Gracias a sus redes de clientes y aliados, los intrigantes pueden influir en las decisiones de los tribunales de justicia, amañar los nombramientos de magistrados y acaparar los puestos más lucrativos. En democracias imperfectas como las nuestras, resulta tentador comprar y vender los votos de los ciudadanos incautos y más pobres repartiendo dinero, víveres o regalos, generalmente a la luz del día para después recibir diezmos como lo prueba la abundante documentación que reposa en la fiscalía.
Tarde o temprano, el relajamiento de la moral política y privada, la indiferencia popular y la arrogancia de los opulentos acaban por hundir la república en los abismos de la protesta social para hacerla caer en los brazos de un improvisado dictador. La manera de abordar el problema de la corrupción cambió radicalmente en los últimos diez años al convertirse en asunto de moral colectiva y control social, donde los medios de comunicación han tenido y tienen un papel protagónico, a través del periodismo de investigación. Dentro de este entorno, debe destacarse el trabajo de las comisiones anticorrupción que, con total independencia y libertad de acción cumplen una tarea de sanidad moral para vigilar la calidad y la transparencia en la adquisición de bienes y servicios del Estado, alertando y erradicando las mafias de contratistas enquistados en la mayoría de las entidades públicas.
El Consejo de Participación Ciudadana y Control Social bajo la presidencia de Julio César Trujillo, se convirtió en un baluarte contra la corrupción. Hoy ese mismo organismo, en manos sucias, está condenado a desaparecer ante la repulsa de amplios sectores ciudadanos que piden una consulta popular.

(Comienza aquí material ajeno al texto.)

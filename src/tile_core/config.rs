use std::collections::BTreeMap;
use std::path::Path;

use anyhow::Context;
use serde::{Deserialize, Serialize};

#[derive(Debug, Clone, Default, Serialize, Deserialize)]
#[serde(default)]
pub struct AppConfig {
    pub tiles: TileConfig,
    pub labels: LabelNoiseConfig,
    pub world: WorldConfig,
}

impl AppConfig {
    /// Reads `path`, falling back to the built-in tileset when it does not
    /// exist. A file that exists but cannot be read or parsed is an error.
    pub fn load(path: &Path) -> anyhow::Result<Self> {
        if !path.exists() {
            log::info!("no {} found, using defaults", path.display());
            return Ok(Self::default());
        }
        let contents = std::fs::read_to_string(path)
            .with_context(|| format!("failed to read {}", path.display()))?;
        let config = Self::from_json_str(&contents)
            .with_context(|| format!("failed to parse {}", path.display()))?;
        log::info!("loaded {}", path.display());
        Ok(config)
    }

    pub fn from_json_str(json: &str) -> serde_json::Result<Self> {
        serde_json::from_str(json)
    }
}

#[derive(Debug, Clone, Serialize, Deserialize)]
#[serde(default)]
pub struct TileConfig {
    pub source: String,
    pub texture_width: f32,
    pub texture_height: f32,
    pub material_tile_side_length: u32,
    pub material_pixel_side_length: u32,
    pub details_tile_side_length: u32,
    pub details_pixel_side_length: u32,
    pub border_pixel_side_length: u32,
    pub chunk_tile_side_length: u32,
    pub biomes: Vec<BiomeConfig>,
    pub empty_tile: EmptyTileConfig,
}

impl Default for TileConfig {
    fn default() -> Self {
        Self {
            source: "assets/images/tiles.png".to_string(),
            texture_width: 128.0,
            texture_height: 128.0,
            material_tile_side_length: 4,
            material_pixel_side_length: 32,
            details_tile_side_length: 2,
            details_pixel_side_length: 16,
            border_pixel_side_length: 16,
            chunk_tile_side_length: 32,
            biomes: vec![
                BiomeConfig::with_standard_overlays("grass", 64.0),
                BiomeConfig::with_standard_overlays("water", 32.0),
            ],
            empty_tile: EmptyTileConfig::default(),
        }
    }
}

#[derive(Debug, Clone, Default, Serialize, Deserialize)]
#[serde(default)]
pub struct BiomeConfig {
    pub id: String,
    pub materials: Vec<RegionConfig>,
    pub details: Vec<RegionConfig>,
    /// Keyed by direction token (`n`, `south`, ...).
    pub borders: BTreeMap<String, Vec<RegionConfig>>,
}

impl BiomeConfig {
    fn with_standard_overlays(id: &str, material_x: f32) -> Self {
        let mut borders = BTreeMap::new();
        borders.insert("n".to_string(), vec![RegionConfig::new(0.0, 48.0, 10.0)]);
        borders.insert("s".to_string(), vec![RegionConfig::new(16.0, 48.0, 10.0)]);
        Self {
            id: id.to_string(),
            materials: vec![RegionConfig::new(material_x, 0.0, 10.0)],
            details: vec![
                RegionConfig::new(0.0, 32.0, 10.0),
                RegionConfig::new(16.0, 32.0, 5.0),
            ],
            borders,
        }
    }
}

/// Top-left corner of a texture region plus its raw (unnormalised) weight.
#[derive(Debug, Clone, Copy, Default, Serialize, Deserialize)]
#[serde(default)]
pub struct RegionConfig {
    pub x: f32,
    pub y: f32,
    pub weight: f64,
}

impl RegionConfig {
    pub const fn new(x: f32, y: f32, weight: f64) -> Self {
        Self { x, y, weight }
    }
}

#[derive(Debug, Clone, Serialize, Deserialize)]
#[serde(default)]
pub struct EmptyTileConfig {
    pub x: f32,
    pub y: f32,
    pub side_length: f32,
}

impl Default for EmptyTileConfig {
    fn default() -> Self {
        Self {
            x: 0.0,
            y: 64.0,
            side_length: 16.0,
        }
    }
}

#[derive(Debug, Clone, Serialize, Deserialize)]
#[serde(default)]
pub struct LabelNoiseConfig {
    pub seed: u32,
    pub octaves: u32,
    pub frequency: f64,
    /// Global tile coordinates are multiplied by this before sampling.
    pub coordinate_scale: f64,
    /// Checked in order; the first band whose `below` exceeds the sample wins.
    pub bands: Vec<LabelBand>,
    pub otherwise: String,
}

impl Default for LabelNoiseConfig {
    fn default() -> Self {
        Self {
            seed: 42,
            octaves: 2,
            frequency: 0.005,
            coordinate_scale: 10.0,
            bands: vec![LabelBand {
                below: 0.1,
                label: "grass".to_string(),
            }],
            otherwise: "water".to_string(),
        }
    }
}

#[derive(Debug, Clone, Default, Serialize, Deserialize)]
#[serde(default)]
pub struct LabelBand {
    pub below: f64,
    pub label: String,
}

#[derive(Debug, Clone, Serialize, Deserialize)]
#[serde(default)]
pub struct WorldConfig {
    pub chunk_radius: i32,
    pub threads: usize,
}

impl Default for WorldConfig {
    fn default() -> Self {
        Self {
            chunk_radius: 2,
            threads: 4,
        }
    }
}
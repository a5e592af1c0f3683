use std::borrow::Borrow;
use std::collections::HashMap;
use std::fmt;
use std::sync::Arc;

use glam::IVec2;
use serde::{Serialize, Serializer};

use crate::tile_core::config::{BiomeConfig, TileConfig};
use crate::tile_core::direction::Direction;
use crate::tile_core::error::{TileError, TileResult};
use crate::tile_core::rect::Rect;
use crate::tile_core::weighted::WeightedTable;

/// Stable biome key. Cheap to clone into draw instructions.
#[derive(Debug, Clone, PartialEq, Eq, Hash, PartialOrd, Ord)]
pub struct BiomeId(Arc<str>);

impl BiomeId {
    pub fn as_str(&self) -> &str {
        &self.0
    }
}

impl From<&str> for BiomeId {
    fn from(id: &str) -> Self {
        Self(Arc::from(id))
    }
}

impl Borrow<str> for BiomeId {
    fn borrow(&self) -> &str {
        &self.0
    }
}

impl fmt::Display for BiomeId {
    fn fmt(&self, f: &mut fmt::Formatter<'_>) -> fmt::Result {
        f.write_str(&self.0)
    }
}

impl Serialize for BiomeId {
    fn serialize<S: Serializer>(&self, serializer: S) -> Result<S::Ok, S::Error> {
        serializer.serialize_str(&self.0)
    }
}

/// Per-biome variant tables, built once from configuration.
#[derive(Debug, Clone)]
pub struct BiomeDefinition {
    id: BiomeId,
    material_variants: WeightedTable,
    detail_variants: Option<WeightedTable>,
    border_variants: [Option<WeightedTable>; 4],
    detail_tile_side: i32,
}

impl BiomeDefinition {
    pub fn from_config(config: &BiomeConfig, tiles: &TileConfig) -> TileResult<Self> {
        if config.id.is_empty() {
            return Err(TileError::invalid("biome id must not be empty"));
        }
        let id = config.id.as_str();
        if tiles.details_tile_side_length == 0 {
            return Err(TileError::invalid("details tile side length must be positive"));
        }
        let detail_tile_side = i32::try_from(tiles.details_tile_side_length)
            .map_err(|_| TileError::invalid("details tile side length is too large"))?;

        let material_variants = WeightedTable::from_regions(
            &config.materials,
            tiles.material_pixel_side_length as f32,
            &format!("biome {id:?} materials"),
        )?
        .ok_or_else(|| {
            TileError::invalid(format!(
                "biome {id:?} needs at least one material with positive weight"
            ))
        })?;

        let detail_variants = WeightedTable::from_regions(
            &config.details,
            tiles.details_pixel_side_length as f32,
            &format!("biome {id:?} details"),
        )?;

        let mut border_variants: [Option<WeightedTable>; 4] = Default::default();
        for (token, regions) in &config.borders {
            let direction: Direction = token.parse().map_err(|_| {
                TileError::invalid(format!(
                    "biome {id:?} has borders for unknown direction {token:?}"
                ))
            })?;
            let slot = &mut border_variants[direction.index()];
            if slot.is_some() {
                return Err(TileError::invalid(format!(
                    "biome {id:?} lists {direction:?} borders more than once"
                )));
            }
            *slot = WeightedTable::from_regions(
                regions,
                tiles.border_pixel_side_length as f32,
                &format!("biome {id:?} {direction:?} borders"),
            )?;
        }

        Ok(Self {
            id: BiomeId::from(id),
            material_variants,
            detail_variants,
            border_variants,
            detail_tile_side,
        })
    }

    pub fn id(&self) -> &BiomeId {
        &self.id
    }

    pub fn material_variants(&self) -> &WeightedTable {
        &self.material_variants
    }

    pub fn detail_variants(&self) -> Option<&WeightedTable> {
        self.detail_variants.as_ref()
    }

    pub fn border_variants(&self, direction: Direction) -> Option<&WeightedTable> {
        self.border_variants[direction.index()].as_ref()
    }

    /// Detail overlay for a global tile, chosen per detail square.
    pub fn detail_frame(&self, global_tile: IVec2) -> TileResult<Option<Rect>> {
        let Some(table) = &self.detail_variants else {
            return Ok(None);
        };
        let square = global_tile.div_euclid(IVec2::splat(self.detail_tile_side));
        table.select(square.x, square.y).map(Some)
    }
}

/// All configured biomes in configuration order, which is also the order
/// borders are emitted in.
#[derive(Debug, Clone)]
pub struct BiomeSet {
    definitions: Vec<BiomeDefinition>,
    lookup: HashMap<BiomeId, usize>,
}

impl BiomeSet {
    pub fn from_config(tiles: &TileConfig) -> TileResult<Self> {
        let mut definitions = Vec::with_capacity(tiles.biomes.len());
        let mut lookup = HashMap::with_capacity(tiles.biomes.len());
        for config in &tiles.biomes {
            let definition = BiomeDefinition::from_config(config, tiles)?;
            if lookup
                .insert(definition.id().clone(), definitions.len())
                .is_some()
            {
                return Err(TileError::invalid(format!(
                    "biome {:?} is defined more than once",
                    config.id
                )));
            }
            definitions.push(definition);
        }
        Ok(Self {
            definitions,
            lookup,
        })
    }

    pub fn index_of(&self, id: &str) -> Option<usize> {
        self.lookup.get(id).copied()
    }

    pub fn get(&self, index: usize) -> Option<&BiomeDefinition> {
        self.definitions.get(index)
    }

    pub fn by_id(&self, id: &str) -> Option<&BiomeDefinition> {
        self.index_of(id).and_then(|index| self.get(index))
    }

    pub fn iter(&self) -> impl Iterator<Item = (usize, &BiomeDefinition)> {
        self.definitions.iter().enumerate()
    }

    pub fn len(&self) -> usize {
        self.definitions.len()
    }

    pub fn is_empty(&self) -> bool {
        self.definitions.is_empty()
    }
}

#[cfg(test)]
mod tests {
    use super::*;
    use crate::tile_core::config::RegionConfig;

    fn biome(id: &str) -> BiomeConfig {
        BiomeConfig {
            id: id.to_string(),
            materials: vec![RegionConfig::new(0.0, 0.0, 1.0)],
            ..Default::default()
        }
    }

    fn tiles_with(biomes: Vec<BiomeConfig>) -> TileConfig {
        TileConfig {
            biomes,
            ..Default::default()
        }
    }

    #[test]
    fn default_tileset_builds() {
        let set = BiomeSet::from_config(&TileConfig::default()).unwrap();
        assert_eq!(set.len(), 2);
        let grass = set.by_id("grass").unwrap();
        assert!(grass.border_variants(Direction::North).is_some());
        assert!(grass.border_variants(Direction::East).is_none());
        assert_eq!(
            grass.border_variants(Direction::South).unwrap().variants()[0].region,
            Rect::square(16.0, 48.0, 16.0)
        );
        assert_eq!(set.index_of("water"), Some(1));
    }

    #[test]
    fn zero_material_weight_is_invalid() {
        let mut config = biome("mud");
        config.materials[0].weight = 0.0;
        let err = BiomeSet::from_config(&tiles_with(vec![config])).unwrap_err();
        assert!(matches!(err, TileError::InvalidConfiguration(_)));
    }

    #[test]
    fn zero_weight_borders_are_dropped() {
        let mut config = biome("mud");
        config
            .borders
            .insert("w".to_string(), vec![RegionConfig::new(0.0, 0.0, 0.0)]);
        let set = BiomeSet::from_config(&tiles_with(vec![config])).unwrap();
        assert!(set.by_id("mud").unwrap().border_variants(Direction::West).is_none());
    }

    #[test]
    fn details_side_must_fit_and_be_positive() {
        for side in [0, u32::MAX] {
            let tiles = TileConfig {
                details_tile_side_length: side,
                ..Default::default()
            };
            let err = BiomeSet::from_config(&tiles).unwrap_err();
            assert!(matches!(err, TileError::InvalidConfiguration(_)), "side {side}");
        }
    }

    #[test]
    fn unknown_border_token_is_invalid() {
        let mut config = biome("mud");
        config
            .borders
            .insert("up".to_string(), vec![RegionConfig::new(0.0, 0.0, 1.0)]);
        let err = BiomeSet::from_config(&tiles_with(vec![config])).unwrap_err();
        assert!(matches!(err, TileError::InvalidConfiguration(_)));
    }

    #[test]
    fn duplicate_border_direction_is_invalid() {
        let mut config = biome("mud");
        config
            .borders
            .insert("n".to_string(), vec![RegionConfig::new(0.0, 0.0, 1.0)]);
        config
            .borders
            .insert("north".to_string(), vec![RegionConfig::new(0.0, 0.0, 1.0)]);
        assert!(BiomeSet::from_config(&tiles_with(vec![config])).is_err());
    }

    #[test]
    fn duplicate_and_empty_ids_are_invalid() {
        assert!(BiomeSet::from_config(&tiles_with(vec![biome("a"), biome("a")])).is_err());
        assert!(BiomeSet::from_config(&tiles_with(vec![biome("")])).is_err());
    }

    #[test]
    fn detail_frame_is_shared_within_a_detail_square() {
        let set = BiomeSet::from_config(&TileConfig::default()).unwrap();
        let grass = set.by_id("grass").unwrap();
        let a = grass.detail_frame(IVec2::new(-2, 6)).unwrap().unwrap();
        let b = grass.detail_frame(IVec2::new(-1, 7)).unwrap().unwrap();
        assert_eq!(a, b);
        assert_eq!(a.width, 16.0);

        let bare = BiomeSet::from_config(&tiles_with(vec![biome("mud")])).unwrap();
        assert!(bare
            .by_id("mud")
            .unwrap()
            .detail_frame(IVec2::ZERO)
            .unwrap()
            .is_none());
    }
}
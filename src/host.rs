//! Capabilities the player needs from its host environment.
//!
//! The player core only talks to these traits, so the state machine and the
//! mapping pipeline run the same against the terminal host and against the
//! in-memory fakes used in tests.

use std::path::Path;

use anyhow::Result;
use image::RgbaImage;

use crate::playback::{Progress, Status};

/// Intrinsic properties of a loaded media source
#[derive(Debug, Clone, Copy, PartialEq)]
pub struct MediaMetadata {
    pub width: u32,
    pub height: u32,
    /// Duration in seconds, 0.0 when unknown
    pub duration: f64,
}

/// A seekable playback timeline
pub trait Timeline {
    /// Start or resume advancing the position
    fn play(&mut self) -> Result<()>;

    /// Halt the position where it is
    fn pause(&mut self);

    /// Current position in seconds
    fn position(&self) -> f64;

    /// Move the position, in seconds
    fn seek(&mut self, seconds: f64) -> Result<()>;
}

/// The primary media timeline that also yields video frames
pub trait MediaSource: Timeline {
    /// Open a file, replacing any previous source
    fn load(&mut self, path: &Path) -> Result<()>;

    /// Known once the container headers have been read
    fn metadata(&self) -> Option<MediaMetadata>;

    /// Decoded frame at the current position
    fn current_frame(&mut self) -> Option<&RgbaImage>;

    /// True once the position has reached the end of the media
    fn is_finished(&self) -> bool;
}

/// Audio timeline driven alongside the media
pub trait AudioTrack: Timeline {
    fn load(&mut self, path: &Path) -> Result<()>;
}

/// Identifies one scheduled refresh tick
#[derive(Debug, Clone, Copy, PartialEq, Eq, Hash)]
pub struct TickHandle(pub u64);

/// Refresh-aligned one-shot tick scheduling
pub trait TickScheduler {
    /// Request a single tick near the next refresh
    fn schedule(&mut self) -> TickHandle;

    /// Drop a pending tick. Unknown handles are ignored.
    fn cancel(&mut self, handle: TickHandle);
}

/// Where the player shows its text block and labels
pub trait OutputSurface {
    /// Replace the displayed text block wholesale
    fn show_frame(&mut self, text: &str);
    fn set_status(&mut self, status: Status);
    fn set_fps(&mut self, fps: u32);
    fn set_progress(&mut self, progress: &Progress);
    fn set_resolution(&mut self, width: u32, height: u32);
    fn set_grid_width(&mut self, width: u32);
    fn set_contrast(&mut self, contrast: f64);
    fn set_source_name(&mut self, name: &str);
}

/// Audio track used when no sound output is available
#[derive(Debug, Default)]
pub struct SilentAudio {
    position: f64,
}

impl Timeline for SilentAudio {
    fn play(&mut self) -> Result<()> {
        Ok(())
    }

    fn pause(&mut self) {}

    fn position(&self) -> f64 {
        self.position
    }

    fn seek(&mut self, seconds: f64) -> Result<()> {
        self.position = seconds;
        Ok(())
    }
}

impl AudioTrack for SilentAudio {
    fn load(&mut self, _path: &Path) -> Result<()> {
        self.position = 0.0;
        Ok(())
    }
}
//! Player settings, loaded from an optional JSON file.

use std::path::Path;

use log::debug;
use serde::{Deserialize, Serialize};

use crate::cli::RampStyle;
use crate::{AsciiPlayerError, Result};

/// User-adjustable player settings. Every field is optional in the file.
#[derive(Debug, Clone, PartialEq, Serialize, Deserialize)]
#[serde(default, deny_unknown_fields)]
pub struct Settings {
    /// Character grid width
    pub grid_width: u32,
    /// Contrast exponent
    pub contrast: f64,
    /// Character ramp
    pub palette: RampStyle,
    /// Restart at the end of the media
    pub loop_playback: bool,
    /// Render ticks per second
    pub tick_rate: f64,
}

impl Default for Settings {
    fn default() -> Self {
        Self {
            grid_width: crate::DEFAULT_GRID_WIDTH,
            contrast: crate::DEFAULT_CONTRAST,
            palette: RampStyle::default(),
            loop_playback: false,
            tick_rate: crate::DEFAULT_TICK_RATE,
        }
    }
}

impl Settings {
    /// Read settings from a JSON file
    pub fn load(path: &Path) -> Result<Self> {
        let content = std::fs::read_to_string(path)?;
        let settings: Settings =
            serde_json::from_str(&content).map_err(|source| AsciiPlayerError::Settings {
                path: path.to_path_buf(),
                source,
            })?;
        debug!("Loaded settings from {}: {:?}", path.display(), settings);
        Ok(settings)
    }

    pub fn validate(&self) -> Result<()> {
        if !(crate::MIN_GRID_WIDTH..=crate::MAX_GRID_WIDTH).contains(&self.grid_width) {
            return Err(AsciiPlayerError::InvalidConfig(format!(
                "Grid width must be between {} and {}, got {}",
                crate::MIN_GRID_WIDTH,
                crate::MAX_GRID_WIDTH,
                self.grid_width
            )));
        }

        if !(crate::MIN_CONTRAST..=crate::MAX_CONTRAST).contains(&self.contrast) {
            return Err(AsciiPlayerError::InvalidConfig(format!(
                "Contrast must be between {:.1} and {:.1}, got {}",
                crate::MIN_CONTRAST,
                crate::MAX_CONTRAST,
                self.contrast
            )));
        }

        if !(self.tick_rate.is_finite() && self.tick_rate > 0.0) {
            return Err(AsciiPlayerError::InvalidConfig(
                "Tick rate must be greater than 0".to_string(),
            ));
        }

        Ok(())
    }
}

Con estrategias y esfuerzos se ha podido sacar a la luz pública y desmantelar la vasta red de corrupción en todos los niveles de la administración del anterior gobierno, y han logrado desenmascarar, inculpar y llevar ante los tribunales a algunas poderosas personalidades del ámbito político, despojándolas de su prestigio y su nociva influencia. Los estallidos de ira que ha suscitado el interminable escándalo del denominado “arroz verde” demandan transparencia en las decisiones e investigaciones, y la vigilancia de la opinión pública. Y, en medio de todo este ciclo infernal de corrupción, sería error creer que la peste es enemiga del actual gobierno, cuando estamos viendo que la serpiente de la corrupción se desliza por los pasillos de Carondelet.